Vibrant Neighborhoods

Streets, parks and the arts, significant components of a city’s public realm, are especially vital to New York. This panel on Vibrant Neighborhoods will look at how all three elements can be best utilized for successful and thoughtful community building and economic development. Elizabeth H. Berger, president of the Alliance for Downtown New York, will moderate the panel, following an introduction by Frances A. Resheske, senior vice president of Public Affairs at Consolidated Edison, Inc.  Jason Schupbach, director of Design Grant Programs, National Endowment for the Arts, will give an introductory keynote address, looking at the topic from a national perspective. Panelists include Tim Tompkins, president of the Times Square Alliance, Nicholas Baume, the director and chief curator of the Public Art Fund, Sam Miller, president of the Lower Manhattan Cultural Council, Marci Reaven, managing director at Place Matters & City Lore, and Roberta Gratz, journalist and author of recently published “The Battle For Gotham: New York in the Shadow of Robert Moses and Jane Jacobs,” and a member of the NYC Landmarks Preservation Commission. *photo credit: BrooklynBug

Reclaiming the Public Realm

A city’s public realm – its streets, parks and open spaces – is “the defining characteristic signifying the extent to which a city values all its residents,” according to renowned planner Kevin Lynch. A recent wave of redevelopment in New York is generating new public spaces on the waterfront and in former industrial areas. Gordon J. Davis, partner at Dewey & LeBoeuf LLP, will introduce this keynote event on Reclaiming the Public Realm. Regina Myer, president of the Brooklyn Bridge Park, Leslie Koch, president of the Trust for Governors Island, and Eloise Hirsh, administrator at Freshkills Park, will each speak about their projects and examine issues of ownership and a shared stake in the city’s public realm at a time when diverse cultures, civic interaction and openness often compete with privatization, consumerism and private financing. * photo credit: Alison Cartwright

The Yolanda Garcia Community Planner Award

The Yolanda Garcia Community Planner Award acknowledges the hardworking leaders of grassroots community-based planning. This award was created in 2006 to honor the work of the late Yolanda Garcia, a community activist from the South Bronx. Under Ms. Garcia’s leadership, the residents of Melrose founded Nos Quedamos and transformed a neighborhood by successfully creating its own vision and alternative to the city’s urban renewal plan. Each year the Municipal Art Society presents the award to an individual who embodies the spirit of Ms. Garcia—overcoming the many obstacles to grassroots, community-led planning and succeeding in bringing neighborhood need and vision into New York City’s planning process. Laurie Beckelman, founding partner of the project management firm Beckelman+Capalino, LLC, will open this segment of the program. Yolanda Gonzalez, CEO of Nos Quedamos and daughter of Yolanda Garcia, will present the award to Kelley Williams, executive director of the Strycker’s Bay Neighborhood Council.

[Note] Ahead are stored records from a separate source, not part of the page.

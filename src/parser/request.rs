//! HTTP request reading and representation.

use std::collections::HashMap;
use std::str::FromStr;

use tokio::io::{AsyncBufRead, AsyncBufReadExt, AsyncReadExt};

use crate::parser::error::Error;
use crate::parser::method::Method;
use crate::parser::version::HttpVersion;

/// Upper bound on a declared request body. The forms posted to this server
/// are tiny; a huge Content-Length must be rejected before the body buffer
/// is allocated, an allocation failure would abort the whole process.
const MAX_BODY_LEN: usize = 1024 * 1024;

/// Represents a parsed HTTP request.
///
/// Built once per connection by [`read_request`] and immutable afterwards.
#[derive(Debug, Clone)]
pub struct HttpRequest {
    /// The HTTP method (GET or POST)
    pub method: Method,
    /// The raw request target, path and query string as received
    pub target: String,
    /// The HTTP version
    pub version: HttpVersion,
    /// The HTTP headers, field case preserved, last write wins
    pub headers: HashMap<String, String>,
    /// The request body, empty unless Content-Length was present
    pub body: Vec<u8>,
}

impl HttpRequest {
    /// Get a header value by name (case-insensitive).
    pub fn get_header(&self, name: &str) -> Option<&String> {
        self.headers.iter().find_map(|(k, v)| {
            if k.eq_ignore_ascii_case(name) {
                Some(v)
            } else {
                None
            }
        })
    }

    /// Check if a header exists (case-insensitive).
    pub fn has_header(&self, name: &str) -> bool {
        self.get_header(name).is_some()
    }

    /// The first path segment of the target, used as the route dispatch key.
    ///
    /// The leading slash is stripped and everything up to the next `/` is
    /// returned, query string included. `/app-index?first=a` yields
    /// `app-index?first=a`, `/css/style.css` yields `css`.
    pub fn first_segment(&self) -> &str {
        let stripped = self.target.strip_prefix('/').unwrap_or(&self.target);
        stripped.split('/').next().unwrap_or_default()
    }
}

/// Split a request line into its three tokens.
///
/// Returns the raw method, target and version strings; validation of the
/// individual tokens happens later so that the failure ordering matches the
/// rest of the pipeline (Host first, then version, then method).
fn parse_request_line(line: &str) -> Result<(String, String, String), Error> {
    let parts: Vec<&str> = line.split_whitespace().collect();
    if parts.len() != 3 {
        return Err(Error::MalformedRequestLine(line.to_string()));
    }
    Ok((
        parts[0].to_string(),
        parts[1].to_string(),
        parts[2].to_string(),
    ))
}

/// Split a header line on the first colon into field and value.
///
/// The value is trimmed of surrounding whitespace; the field keeps its case.
fn parse_header_line(line: &str) -> Result<(String, String), Error> {
    match line.split_once(':') {
        Some((field, value)) => Ok((field.to_string(), value.trim().to_string())),
        None => Err(Error::MalformedHeader(line.to_string())),
    }
}

/// Read one line from the stream, stripping the trailing CRLF.
///
/// Returns `None` on a clean EOF before any byte of the line.
async fn read_line(
    reader: &mut (impl AsyncBufRead + Unpin),
) -> Result<Option<Vec<u8>>, std::io::Error> {
    let mut buf = Vec::new();
    let n = reader.read_until(b'\n', &mut buf).await?;
    if n == 0 {
        return Ok(None);
    }
    if buf.ends_with(b"\n") {
        buf.pop();
    }
    if buf.ends_with(b"\r") {
        buf.pop();
    }
    Ok(Some(buf))
}

/// Read and parse one HTTP request from a buffered stream.
///
/// State machine: request line, then header lines until the blank line,
/// then exactly `Content-Length` body bytes if that header is present.
/// Single pass; any failure maps to exactly one error response at the
/// server boundary.
pub async fn read_request(
    reader: &mut (impl AsyncBufRead + Unpin),
) -> Result<HttpRequest, Error> {
    // Request line
    let line = match read_line(reader).await? {
        Some(line) => line,
        None => return Err(Error::MalformedRequestLine(String::new())),
    };
    let line = String::from_utf8(line)
        .map_err(|_| Error::MalformedRequestLine("invalid UTF-8".to_string()))?;
    let (raw_method, target, raw_version) = parse_request_line(&line)?;

    // Header lines until the blank line
    let mut headers = HashMap::new();
    loop {
        let line = match read_line(reader).await? {
            Some(line) => line,
            None => break,
        };
        if line.is_empty() {
            break;
        }
        let line = String::from_utf8(line)
            .map_err(|_| Error::MalformedHeader("invalid UTF-8".to_string()))?;
        let (field, value) = parse_header_line(&line)?;
        headers.insert(field, value);
    }

    // Host is required, then version and method are validated in that order
    // so a bad version on a DELETE still answers 400, not 405.
    if !headers.iter().any(|(k, _)| k.eq_ignore_ascii_case("Host")) {
        return Err(Error::MissingHostHeader);
    }
    let version = HttpVersion::from_str(&raw_version)?;
    let method = Method::from_str(&raw_method)?;

    // Body, only when Content-Length announces one
    let content_length = headers
        .iter()
        .find(|(k, _)| k.eq_ignore_ascii_case("Content-Length"))
        .map(|(_, v)| match v.parse::<usize>() {
            Ok(len) if len <= MAX_BODY_LEN => Ok(len),
            _ => Err(Error::InvalidContentLength(v.clone())),
        })
        .transpose()?;

    let mut body = Vec::new();
    if let Some(len) = content_length {
        body = vec![0; len];
        reader.read_exact(&mut body).await?;
    }

    Ok(HttpRequest {
        method,
        target,
        version,
        headers,
        body,
    })
}
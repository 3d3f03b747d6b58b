//! Server configuration.

use std::net::SocketAddr;
use std::path::PathBuf;
use std::time::Duration;

/// HTTP server configuration.
#[derive(Debug, Clone)]
pub struct ServerConfig {
    /// The address to bind to.
    pub addr: SocketAddr,
    /// The maximum number of concurrent connections.
    pub max_connections: usize,
    /// The directory static assets and page templates are served from.
    pub www_root: PathBuf,
    /// The snapshot file backing the record store.
    pub store_path: PathBuf,
    /// How long a client may take to deliver a complete request.
    pub read_timeout: Duration,
}

impl Default for ServerConfig {
    fn default() -> Self {
        Self {
            addr: "127.0.0.1:8080".parse().unwrap(),
            max_connections: 1024,
            www_root: PathBuf::from("www-data"),
            store_path: PathBuf::from("db.json"),
            read_timeout: Duration::from_secs(10),
        }
    }
}
//! Request routing and the five endpoint behaviors.

use std::path::PathBuf;
use std::sync::Arc;

use log::{debug, error, warn};

use crate::parser::{self, HttpRequest, Method};
use crate::server::response::{HttpResponse, StatusCode};
use crate::server::static_files::StaticFileServer;
use crate::store::{Error as StoreError, Filter, Record, RecordStore};

/// Confirmation page served after a successful record creation.
const ADD_PAGE: &str = "app_add.html";
/// Listing page template, contains the row substitution placeholder.
const LIST_PAGE: &str = "app_list.html";
/// The literal token in the listing template that the rendered rows replace.
const ROWS_PLACEHOLDER: &str = "{{students}}";

/// One listing table row. The surrounding newlines are part of the page
/// contract.
fn render_row(record: &Record) -> String {
    format!(
        "\n<tr>\n    <td>{}</td>\n    <td>{}</td>\n    <td>{}</td>\n</tr>\n",
        record.id, record.first, record.last
    )
}

/// Maps requests to endpoint behaviors.
///
/// Dispatch is keyed on the first path segment of the raw target, query
/// string still embedded, so `app-index?first=a` is one segment. The
/// router is infallible at its boundary: [`Router::dispatch`] always
/// returns a response, failures included.
pub struct Router {
    store: Arc<RecordStore>,
    files: StaticFileServer,
    www_root: PathBuf,
}

impl Router {
    pub fn new(
        store: Arc<RecordStore>,
        files: StaticFileServer,
        www_root: impl Into<PathBuf>,
    ) -> Self {
        Self {
            store,
            files,
            www_root: www_root.into(),
        }
    }

    /// Route a parsed request to its handler and produce the response.
    pub async fn dispatch(&self, req: &HttpRequest) -> HttpResponse {
        let segment = req.first_segment();
        debug!("dispatching {} {}", req.method, req.target);

        if segment == "app-add" {
            return match req.method {
                Method::POST => self.handle_add(req).await,
                _ => HttpResponse::method_not_allowed(),
            };
        }

        if segment == "app-json" {
            return match req.method {
                Method::GET => self.handle_json().await,
                _ => HttpResponse::method_not_allowed(),
            };
        }

        if segment.starts_with("app-index") {
            return match req.method {
                Method::GET => self.handle_index(segment).await,
                _ => HttpResponse::method_not_allowed(),
            };
        }

        match req.method {
            Method::GET => {
                let host = req.get_header("Host").map(String::as_str).unwrap_or("");
                self.files.serve(&req.target, host).await
            }
            _ => HttpResponse::method_not_allowed(),
        }
    }

    /// POST /app-add: create one record from a two-field urlencoded form,
    /// then serve the fixed confirmation page.
    async fn handle_add(&self, req: &HttpRequest) -> HttpResponse {
        let form = match parser::parse_form(&req.body) {
            Ok(form) => form,
            Err(e) => {
                warn!("rejected app-add form: {e}");
                return HttpResponse::bad_request();
            }
        };

        match self.store.append(&form.first, &form.last).await {
            Ok(record) => debug!("created record {}", record.id),
            Err(e @ StoreError::Write(_)) => {
                warn!("app-add persist failed: {e}");
                return HttpResponse::bad_request();
            }
            Err(e) => {
                error!("app-add store read failed: {e}");
                return HttpResponse::internal_error();
            }
        }

        self.serve_page(ADD_PAGE).await
    }

    /// GET /app-json: the full collection as a JSON array, `number`/`first`/
    /// `last` keys per record.
    async fn handle_json(&self) -> HttpResponse {
        let records = match self.store.query(&Filter::default()).await {
            Ok(records) => records,
            Err(e) => {
                error!("app-json store read failed: {e}");
                return HttpResponse::internal_error();
            }
        };

        match HttpResponse::new(StatusCode::Ok).with_json(&records) {
            Ok(response) => response,
            Err(e) => {
                error!("app-json serialization failed: {e}");
                HttpResponse::internal_error()
            }
        }
    }

    /// GET /app-index...: filtered listing rendered into the page template.
    ///
    /// The filter is parsed from the `k=v&...` tail of the dispatch
    /// segment. Empty values are dropped, unknown keys ignored, and a
    /// non-integer `number` answers 400.
    async fn handle_index(&self, segment: &str) -> HttpResponse {
        let tail = &segment["app-index".len()..];
        let tail = tail.strip_prefix('?').unwrap_or(tail);

        let mut filter = Filter::default();
        for (key, value) in parser::parse_pairs(tail) {
            if value.is_empty() {
                continue;
            }
            match key.as_str() {
                "number" => match value.parse::<u64>() {
                    Ok(id) => filter.id = Some(id),
                    Err(_) => {
                        warn!("rejected non-integer number filter: {value}");
                        return HttpResponse::bad_request();
                    }
                },
                "first" => filter.first = Some(value),
                "last" => filter.last = Some(value),
                _ => {}
            }
        }

        let records = match self.store.query(&filter).await {
            Ok(records) => records,
            Err(e) => {
                error!("app-index store read failed: {e}");
                return HttpResponse::internal_error();
            }
        };

        let template = match tokio::fs::read_to_string(self.www_root.join(LIST_PAGE)).await {
            Ok(template) => template,
            Err(e) => {
                error!("failed to read listing template: {e}");
                return HttpResponse::internal_error();
            }
        };

        let rows: String = records.iter().map(render_row).collect();
        let page = template.replace(ROWS_PLACEHOLDER, &rows);

        HttpResponse::new(StatusCode::Ok)
            .with_content_type("text/html")
            .with_body_string(page)
    }

    async fn serve_page(&self, name: &str) -> HttpResponse {
        match tokio::fs::read(self.www_root.join(name)).await {
            Ok(bytes) => HttpResponse::new(StatusCode::Ok)
                .with_content_type("text/html")
                .with_body_bytes(bytes),
            Err(e) => {
                error!("failed to read page {name}: {e}");
                HttpResponse::internal_error()
            }
        }
    }
}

Resilience, Prosperity and the New “Low-Carbon” Economy

In a time of limited public resources, what are the new innovations and financing models that can help build resilient, livable cities and new “low-carbon” economies that are both sustainable and prosperous? Drawing from the Rockefeller Foundation’s global and local urban initiatives, President Judith Rodin will deliver a keynote address on new strategies and approaches to plan for climate change, promote “green” jobs, invest in affordable transportation and housing, and strengthen social capital and inclusion in cities. President Rodin will also highlight creative financing models that leverage public-private funding pools and partnerships to support innovations that can drive prosperity, growth and new cutting-edge opportunities.